The pdf shows all the stages in it's making.


----------



## Rogerdodge (Apr 24, 2014)

Very nice , Harry . Thanks for sharing.



Rog


----------



## Web Shepherd (Feb 8, 2012)

Harry ~ Beautiful turning. What was the sanding device displayed in one of your photos? 

Bob


----------



## lenh (Feb 27, 2009)

That is really cool, Harry. Give us the scoop. Did you start with green lumber? Have to let it rest between shaping the outside/inside? Finish? What wood?

Len


----------



## jw2170 (Jan 24, 2008)

I see that you have not lost your touch, Harry.

How did the shoulder stand up to the workout.


----------



## RainMan 2.0 (May 6, 2014)

Nice work Harry . That's quite a large diameter and I'm trying to visualize that puppy on a lathe. 

Update : I just realized you posted how it was done . That's awesome ! I love the wood shavings left over lol


----------



## MT Stringer (Aug 15, 2012)

Very nice. Thanks for sharing the photos.

I think I got to use a lathe in junior high school...circa 1961. At least I think I did.


----------



## old55 (Aug 11, 2013)

Very nice Harry.


----------



## Knothead47 (Feb 10, 2010)

Harry, that is one fine piece of work. You might join the American Association of Woodturners at American Association of Woodturners and display the bowl and the sequence photos. Thanks for sharing that work of art!
Who makes the tool you show in the photo of turning the inside of the bowl? Can I get any info on it? Is it sold in the USA?


----------



## harrysin (Jan 15, 2007)

Web Shepherd said:


> Harry ~ Beautiful turning. What was the sanding device displayed in one of your photos?
> 
> Bob


This is the tool: Hand Held Sanding Handles - VERMEC, YOUR WOOD WORKING & ENGINEERING SUPPLIER.

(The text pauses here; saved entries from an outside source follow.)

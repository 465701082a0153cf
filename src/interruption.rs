use crate::playback::{PendingMarks, PlaybackError};
use crate::protocol::OutboundMessage;
use tokio::sync::mpsc;

/// Default minimum utterance length, in characters, that counts as barge-in
pub const DEFAULT_INTERRUPT_MIN_CHARS: usize = 5;

/// Flushes queued caller-side audio when the caller talks over the agent.
///
/// Only the output path is affected; generation already in flight keeps
/// running and its later fragments are played as normal.
pub struct InterruptionMonitor {
    stream_sid: String,
    threshold: usize,
    pending: PendingMarks,
    outbound: mpsc::UnboundedSender<OutboundMessage>,
}

impl InterruptionMonitor {
    pub fn new(
        stream_sid: impl Into<String>,
        threshold: usize,
        pending: PendingMarks,
        outbound: mpsc::UnboundedSender<OutboundMessage>,
    ) -> Self {
        Self {
            stream_sid: stream_sid.into(),
            threshold,
            pending,
            outbound,
        }
    }

    /// Handle speech activity. Returns true if a clear was sent.
    pub fn on_activity(&self, text: &str) -> Result<bool, PlaybackError> {
        let length = text.trim().chars().count();
        if self.pending.is_empty() || length <= self.threshold {
            return Ok(false);
        }

        log::info!(
            "Interruption: caller spoke over {} pending mark(s), clearing: {}",
            self.pending.len(),
            text.trim()
        );
        self.outbound
            .send(OutboundMessage::clear(&self.stream_sid))
            .map_err(|_| PlaybackError::OutboundClosed)?;
        // Provider confirms the clear asynchronously; not awaited
        self.pending.clear();
        Ok(true)
    }
}
//! One phone call, from the media stream's `start` to its `stop`.
//!
//! The session reads provider frames in order and owns the per-call pipeline:
//! transcription relay, completion segmenter, speech synthesizer and playback
//! sequencer, each on its own task and joined by channels. Everything the
//! pipeline writes to the caller goes through a single outbound writer task.

use crate::interruption::{InterruptionMonitor, DEFAULT_INTERRUPT_MIN_CHARS};
use crate::llm::client::CompletionClient;
use crate::llm::context::Transcript;
use crate::llm::prompts::{ConversationTemplates, SystemPrompts, SPLIT_MARKER};
use crate::llm::segmenter::{CompletionSegmenter, ReplyFragment, SegmenterConfig, TurnRequest};
use crate::llm::tools::ToolRegistry;
use crate::playback::{PendingMarks, PlaybackError, PlaybackSequencer};
use crate::protocol::{InboundEvent, OutboundMessage, ProtocolError, StartMetadata};
use crate::stt::{TranscriptionEngine, TranscriptionEvent, TranscriptionRelay};
use crate::synthesizer::SpeechSynthesizer;
use crate::tts::SpeechEngine;
use futures_util::stream::SplitSink;
use futures_util::{SinkExt, StreamExt};
use std::sync::Arc;
use std::time::Duration;
use thiserror::Error;
use tokio::io::{AsyncRead, AsyncWrite};
use tokio::sync::mpsc;
use tokio::task::JoinHandle;
use tokio_tungstenite::tungstenite::protocol::Message;
use tokio_tungstenite::WebSocketStream;
use tokio_util::sync::CancellationToken;

/// Interaction number of the scripted greeting; never used by a caller turn
pub const GREETING_INTERACTION: u32 = u32::MAX;

const TASK_SHUTDOWN_TIMEOUT: Duration = Duration::from_secs(2);

#[derive(Error, Debug)]
pub enum SessionError {
    #[error("WebSocket error: {0}")]
    WebSocket(#[from] tokio_tungstenite::tungstenite::Error),
    #[error("Protocol error: {0}")]
    Protocol(#[from] ProtocolError),
    #[error("Outbound channel failed: {0}")]
    Outbound(String),
}

impl From<PlaybackError> for SessionError {
    fn from(e: PlaybackError) -> Self {
        SessionError::Outbound(e.to_string())
    }
}

/// External engines shared by every call
#[derive(Clone)]
pub struct Engines {
    pub transcription: Arc<dyn TranscriptionEngine>,
    pub completion: Arc<dyn CompletionClient>,
    pub speech: Arc<dyn SpeechEngine>,
    pub tools: Arc<ToolRegistry>,
}

#[derive(Debug, Clone)]
pub struct SessionConfig {
    /// Fixed system turns at the head of every transcript
    pub instructions: Vec<String>,
    /// First thing the agent says, before the caller speaks
    pub greeting: String,
    pub interrupt_min_chars: usize,
    pub max_tool_chain: usize,
    pub split_marker: char,
}

impl Default for SessionConfig {
    fn default() -> Self {
        Self {
            instructions: vec![
                SystemPrompts::call_agent().to_string(),
                SystemPrompts::speech_segmentation(),
            ],
            greeting: ConversationTemplates::greeting().to_string(),
            interrupt_min_chars: DEFAULT_INTERRUPT_MIN_CHARS,
            max_tool_chain: SegmenterConfig::default().max_tool_chain,
            split_marker: SPLIT_MARKER,
        }
    }
}

/// Components of a call that has started
struct Pipeline {
    stream_sid: String,
    audio: mpsc::UnboundedSender<Vec<u8>>,
    turns: mpsc::UnboundedSender<TurnRequest>,
    transcription: mpsc::UnboundedReceiver<TranscriptionEvent>,
    monitor: InterruptionMonitor,
    pending: PendingMarks,
    interaction: u32,
    cancel: CancellationToken,
    tasks: Vec<JoinHandle<()>>,
}

impl Pipeline {
    async fn shutdown(mut self) {
        self.cancel.cancel();
        for mut task in self.tasks.drain(..) {
            if tokio::time::timeout(TASK_SHUTDOWN_TIMEOUT, &mut task)
                .await
                .is_err()
            {
                log::warn!("Session {}: task did not stop, aborting", self.stream_sid);
                task.abort();
            }
        }
    }
}

impl Drop for Pipeline {
    fn drop(&mut self) {
        self.cancel.cancel();
    }
}

enum Flow {
    Continue,
    Stop,
}

pub struct Session {
    engines: Engines,
    config: SessionConfig,
    cancel: CancellationToken,
}

impl Session {
    pub fn new(engines: Engines, config: SessionConfig, cancel: CancellationToken) -> Self {
        Self {
            engines,
            config,
            cancel,
        }
    }

    /// Serve one media stream until the provider stops it, the socket closes
    /// or the server shuts down.
    pub async fn run<S>(self, ws: WebSocketStream<S>) -> Result<(), SessionError>
    where
        S: AsyncRead + AsyncWrite + Unpin + Send + 'static,
    {
        let (sink, mut stream) = ws.split();
        let (outbound_tx, outbound_rx) = mpsc::unbounded_channel();
        let mut writer = tokio::spawn(write_outbound(sink, outbound_rx, self.cancel.clone()));
        let mut writer_done = false;
        let mut pipeline: Option<Pipeline> = None;

        let result = loop {
            tokio::select! {
                biased;
                _ = self.cancel.cancelled() => break Ok(()),
                written = &mut writer => {
                    writer_done = true;
                    break match written {
                        Ok(Ok(())) => Ok(()),
                        Ok(Err(e)) => Err(e),
                        Err(e) => Err(SessionError::Outbound(e.to_string())),
                    };
                }
                Some(event) = next_transcription(&mut pipeline) => {
                    if let Some(p) = pipeline.as_mut() {
                        if let Err(e) = on_transcription(p, event) {
                            break Err(e);
                        }
                    }
                }
                frame = stream.next() => match frame {
                    Some(Ok(Message::Text(text))) => match InboundEvent::parse(text.as_str()) {
                        Ok(event) => {
                            if let Flow::Stop = self.on_event(event, &mut pipeline, &outbound_tx) {
                                break Ok(());
                            }
                        }
                        Err(e) => log::warn!("Session: ignoring malformed frame: {}", e),
                    },
                    Some(Ok(Message::Close(frame))) => {
                        log::info!("Session: provider closed the socket: {:?}", frame);
                        break Ok(());
                    }
                    Some(Ok(_)) => {}
                    Some(Err(e)) => break Err(e.into()),
                    None => break Ok(()),
                },
            }
        };

        // Stops the writer and every pipeline task before waiting on any of them
        self.cancel.cancel();
        if let Some(p) = pipeline.take() {
            log::info!("Session {}: tearing down", p.stream_sid);
            p.shutdown().await;
        }
        if !writer_done {
            match writer.await {
                Ok(Err(e)) => log::debug!("Session: writer ended with: {}", e),
                Err(e) => log::debug!("Session: writer task failed: {}", e),
                Ok(Ok(())) => {}
            }
        }

        result
    }

    fn on_event(
        &self,
        event: InboundEvent,
        pipeline: &mut Option<Pipeline>,
        outbound: &mpsc::UnboundedSender<OutboundMessage>,
    ) -> Flow {
        match event {
            InboundEvent::Connected { protocol } => {
                log::info!("Session: media stream connected ({:?})", protocol);
            }
            InboundEvent::Start { start, .. } => {
                if pipeline.is_some() {
                    log::warn!("Session: duplicate start for {}, ignoring", start.stream_sid);
                } else {
                    *pipeline = Some(self.start_pipeline(start, outbound.clone()));
                }
            }
            InboundEvent::Media { media, .. } => match (pipeline.as_ref(), media.decode()) {
                (Some(p), Ok(bytes)) => {
                    if p.audio.send(bytes).is_err() {
                        log::debug!("Session {}: transcription closed, dropping audio", p.stream_sid);
                    }
                }
                (Some(_), Err(e)) => log::warn!("Session: undecodable media payload: {}", e),
                (None, _) => log::debug!("Session: media before start, dropping"),
            },
            InboundEvent::Mark {
                sequence_number,
                mark,
            } => {
                if let Some(p) = pipeline.as_ref() {
                    let was_pending = p.pending.remove(&mark.name);
                    log::info!(
                        "Session {}: mark {} played (seq {}, pending: {})",
                        p.stream_sid,
                        mark.name,
                        sequence_number.as_deref().unwrap_or("-"),
                        was_pending
                    );
                }
            }
            InboundEvent::Stop { .. } => {
                log::info!("Session: media stream stopped");
                return Flow::Stop;
            }
            InboundEvent::Unknown => {
                log::warn!("Session: ignoring unrecognized event");
            }
        }
        Flow::Continue
    }

    fn start_pipeline(
        &self,
        start: StartMetadata,
        outbound: mpsc::UnboundedSender<OutboundMessage>,
    ) -> Pipeline {
        let StartMetadata {
            stream_sid,
            call_sid,
        } = start;
        log::info!("Session: starting media stream {} for call {}", stream_sid, call_sid);

        let cancel = self.cancel.child_token();
        let pending = PendingMarks::new();

        let (audio_tx, audio_rx) = mpsc::unbounded_channel();
        let (events_tx, events_rx) = mpsc::unbounded_channel();
        let (turns_tx, turns_rx) = mpsc::unbounded_channel();
        let (fragments_tx, fragments_rx) = mpsc::unbounded_channel();
        let (playback_tx, playback_rx) = mpsc::unbounded_channel();

        let relay = TranscriptionRelay::spawn(
            Arc::clone(&self.engines.transcription),
            audio_rx,
            events_tx,
            cancel.clone(),
        );

        let instructions: Vec<&str> = self.config.instructions.iter().map(String::as_str).collect();
        let transcript = Transcript::with_instructions(&instructions, &self.config.greeting);
        let mut segmenter = CompletionSegmenter::new(
            Arc::clone(&self.engines.completion),
            Arc::clone(&self.engines.tools),
            transcript,
            SegmenterConfig {
                split_marker: self.config.split_marker,
                max_tool_chain: self.config.max_tool_chain,
            },
            fragments_tx.clone(),
        );
        segmenter.add_call_metadata(&call_sid);

        let synthesizer =
            SpeechSynthesizer::new(Arc::clone(&self.engines.speech), playback_tx, cancel.clone());
        let sequencer =
            PlaybackSequencer::new(stream_sid.clone(), outbound.clone(), pending.clone(), cancel.clone());
        let monitor = InterruptionMonitor::new(
            stream_sid.clone(),
            self.config.interrupt_min_chars,
            pending.clone(),
            outbound,
        );

        let tasks = vec![
            relay,
            tokio::spawn(segmenter.run(turns_rx, cancel.clone())),
            tokio::spawn(synthesizer.run(fragments_rx)),
            tokio::spawn(sequencer.run(playback_rx)),
        ];

        let greeting = ReplyFragment {
            interaction: GREETING_INTERACTION,
            index: None,
            text: self.config.greeting.clone(),
        };
        if fragments_tx.send(greeting).is_err() {
            log::warn!("Session {}: synthesizer gone before greeting", stream_sid);
        }

        Pipeline {
            stream_sid,
            audio: audio_tx,
            turns: turns_tx,
            transcription: events_rx,
            monitor,
            pending,
            interaction: 0,
            cancel,
            tasks,
        }
    }
}

fn on_transcription(p: &mut Pipeline, event: TranscriptionEvent) -> Result<(), SessionError> {
    match event {
        TranscriptionEvent::Activity { text } => {
            p.monitor.on_activity(&text)?;
        }
        TranscriptionEvent::Transcript { text } => {
            log::info!("Interaction {}: STT -> LLM: {}", p.interaction, text);
            if p.turns.send(TurnRequest::user(text, p.interaction)).is_err() {
                log::warn!("Session {}: segmenter stopped, turn dropped", p.stream_sid);
            }
            p.interaction += 1;
        }
    }
    Ok(())
}

async fn next_transcription(pipeline: &mut Option<Pipeline>) -> Option<TranscriptionEvent> {
    match pipeline {
        Some(p) => p.transcription.recv().await,
        None => std::future::pending().await,
    }
}

async fn write_outbound<S>(
    mut sink: SplitSink<WebSocketStream<S>, Message>,
    mut outbound: mpsc::UnboundedReceiver<OutboundMessage>,
    cancel: CancellationToken,
) -> Result<(), SessionError>
where
    S: AsyncRead + AsyncWrite + Unpin,
{
    loop {
        let message = tokio::select! {
            biased;
            _ = cancel.cancelled() => break,
            message = outbound.recv() => match message {
                Some(message) => message,
                None => break,
            },
        };
        let json = message.to_json()?;
        sink.send(Message::Text(json.into())).await?;
    }

    let _ = sink.close().await;
    Ok(())
}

The sanding pads are velcro backed so it's very quick to change. When the tool is held against against a rotating object IT starts to rotate according to the lathe speed and it does not leave scratch marks.


----------



## harrysin (Jan 15, 2007)

lenh said:


> That is really cool, Harry. Give us the scoop. Did you start with green lumber? Have to let it rest between shaping the outside/inside? Finish? What wood?
> 
> Len


No Len, the bowl blank which like all my bowl blanks was given to me and has been in my woodshed for a couple of years and it's moisture content was 10%. Possibly because of my advanced age I'm always in a hurry and complete projects ASAP! In line with this statement I no longer buy green bananas! Isn't it great to have good generous friends.


----------



## harrysin (Jan 15, 2007)

RainMan1 said:


> Nice work Harry . That's quite a large diameter and I'm trying to visualize that puppy on a lathe.
> 
> Update : I just realized you posted how it was done . That's awesome ! I love the wood shavings left over lol


That bowl blank Rick was as big as could fit on my mini lathe which takes a maximum of 12", by the time the blank was trued up the bowl ended up 230mm, a touch over 9"
and is the largest that I've made so far and it must be remembered that I'm still very much a learner, routing is my main thing.


----------



## harrysin (Jan 15, 2007)

Knothead47 said:


> Harry, that is one fine piece of work. You might join the American Association of Woodturners at American Association of Woodturners and display the bowl and the sequence photos. Thanks for sharing that work of art!
> Who makes the tool you show in the photo of turning the inside of the bowl? Can I get any info on it? Is it sold in the USA?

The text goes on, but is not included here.